A Delaware judge struck down Williams Companies’ “poison pill” provision last week after the pipeline giant adopted protection efforts to guard against a possible hostile takeover while oil prices plummeted early last year.
In a 90-page ruling, Vice Chancellor Kathaleen McCormick wrote Williams’ poison pill was a “disproportionate response” to an activist investor threat during the early days of COVID-19. The Tulsa, OK-based company “failed to show that this extreme, unprecedented collection of features bears a reasonable relation to their stated corporate objective,” she wrote.
In March 2020, Williams adopted a poison pill package when its stocks tumbled below $10 a share as oil prices plunged due to the pandemic. This package included several novel features, including an unusually low threshold of 5 percent to trigger the pill and a “wolfpack” provision aimed at stopping investors from reaching out to other like-minded shareholders.
In tossing out Williams poison pill, McCormick called the company’s action “the nuclear weapon” of corporate governance that should only be used against a specific threat, not as a “general preventative measure.”

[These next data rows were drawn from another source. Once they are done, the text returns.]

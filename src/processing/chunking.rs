//! Sentence-aware chunking with bounded overlap.
//!
//! Text is split into sentences first, then each sentence is normalized
//! (case-folded, punctuation and digits stripped, whitespace collapsed).
//! Sentences accumulate greedily into chunks by word count; when a chunk
//! closes, the next one is seeded with the trailing sentences of the previous
//! chunk up to the overlap budget. Sentences are never split: one sentence
//! longer than the whole budget becomes its own chunk.

use regex::Regex;
use std::sync::OnceLock;

use super::types::ChunkingError;

fn sentence_pattern() -> &'static Regex {
    static PATTERN: OnceLock<Regex> = OnceLock::new();
    PATTERN.get_or_init(|| Regex::new(r"[^.!?]*[.!?]+|[^.!?]+$").expect("valid sentence pattern"))
}

fn non_word_pattern() -> &'static Regex {
    static PATTERN: OnceLock<Regex> = OnceLock::new();
    PATTERN.get_or_init(|| Regex::new(r"[^\w\s]+").expect("valid punctuation pattern"))
}

fn digit_pattern() -> &'static Regex {
    static PATTERN: OnceLock<Regex> = OnceLock::new();
    PATTERN.get_or_init(|| Regex::new(r"\d+").expect("valid digit pattern"))
}

/// Split raw text into sentence spans on terminator boundaries.
fn split_sentences(text: &str) -> Vec<&str> {
    sentence_pattern()
        .find_iter(text)
        .map(|span| span.as_str().trim())
        .filter(|span| !span.is_empty())
        .collect()
}

/// Normalize one sentence: case-fold, strip punctuation and digits, collapse
/// whitespace. Returns `None` when nothing survives.
fn normalize_sentence(sentence: &str) -> Option<String> {
    let lowered = sentence.to_lowercase();
    let without_punct = non_word_pattern().replace_all(&lowered, " ");
    let without_digits = digit_pattern().replace_all(&without_punct, "");
    let collapsed = without_digits.split_whitespace().collect::<Vec<_>>().join(" ");
    if collapsed.is_empty() {
        None
    } else {
        Some(collapsed)
    }
}

/// Chunk text into overlapping word-bounded segments along sentence boundaries.
///
/// Pure function of the input text and the three budgets. Emission stops once
/// `max_chunks` chunks exist, even if sentences remain.
pub fn chunk_text(
    text: &str,
    chunk_size: usize,
    overlap: usize,
    max_chunks: usize,
) -> Result<Vec<String>, ChunkingError> {
    if chunk_size == 0 {
        return Err(ChunkingError::InvalidChunkSize);
    }
    if text.trim().is_empty() || max_chunks == 0 {
        return Ok(Vec::new());
    }

    let sentences: Vec<(String, usize)> = split_sentences(text)
        .into_iter()
        .filter_map(normalize_sentence)
        .map(|sentence| {
            let words = sentence.split_whitespace().count();
            (sentence, words)
        })
        .collect();

    let mut chunks: Vec<String> = Vec::new();
    let mut current: Vec<(String, usize)> = Vec::new();
    let mut current_words = 0usize;

    for (sentence, words) in sentences {
        if current_words + words > chunk_size && !current.is_empty() {
            chunks.push(join_sentences(&current));
            if chunks.len() == max_chunks {
                return Ok(chunks);
            }

            let (mut seed, mut seed_words) = overlap_tail(&current, overlap);
            // The seed must leave room for the incoming sentence; shrink it
            // from the front, down to nothing for an oversized sentence.
            while !seed.is_empty() && seed_words + words > chunk_size {
                let (_, dropped) = seed.remove(0);
                seed_words -= dropped;
            }
            current = seed;
            current_words = seed_words;
        }

        current.push((sentence, words));
        current_words += words;
    }

    if !current.is_empty() && chunks.len() < max_chunks {
        chunks.push(join_sentences(&current));
    }

    Ok(chunks)
}

/// Trailing sentences of a closed chunk whose cumulative word count stays
/// within the overlap budget, walking backward from the end.
fn overlap_tail(sentences: &[(String, usize)], overlap: usize) -> (Vec<(String, usize)>, usize) {
    let mut tail: Vec<(String, usize)> = Vec::new();
    let mut tail_words = 0usize;

    for (sentence, words) in sentences.iter().rev() {
        if tail_words + words > overlap {
            break;
        }
        tail.push((sentence.clone(), *words));
        tail_words += words;
    }

    tail.reverse();
    (tail, tail_words)
}

fn join_sentences(sentences: &[(String, usize)]) -> String {
    sentences
        .iter()
        .map(|(sentence, _)| sentence.as_str())
        .collect::<Vec<_>>()
        .join(" ")
}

In doing so, the Vice Chancellor bucked a trend in Delaware. “While it is very rare for Delaware courts to enjoin a writes plan, this decision is likely to have very little, if any, effects on market practices or the ability of Delaware companies to use rights plans to protect themselves from inappropriate and excessive accumulations of shares by activities hedge funds,” according to a Client Memorandum from the merger and acquisition law firm of Paul, Weiss, Rifkind, Wharton and Garrison, LLP.
The memo continues, pills with a 5 percent trigger are nearly unheard of except where companies are protecting tax attribution.
An email seeking comment from Williams went unanswered.
The case No. is 2020-0707-KSJM.
Wall Street Whispers
When the company announced in late March 2020, the board adopted a “limited duration stockholder rights agreement,” Wall Street speak hostile takeover, investors started whispering who’s behind it. One name continued to come up: BlackRock, Inc.
The global investment management corporation is Williams’ largest stockholder, controlling more than 11 percent of the pipeline company. In 1Q20, BlackRock purchased another 0.9 percent of the Williams shortly before the poison pill was approved, according to SEC Filings.
The No. 2 and 3 largest institutional shareholders are Vanguard Group, Inc. holding more than 8 percent of Williams stock and State Street Corp. a 5 percent stakeholder. Both ran by BlackRock.
On Tuesday, Williams stock closed at $23.72 a share, up .13 cents from a year ago.
Dan Tyson has covered the energy industry for more than a decade, focusing mainly on coal and natural gas.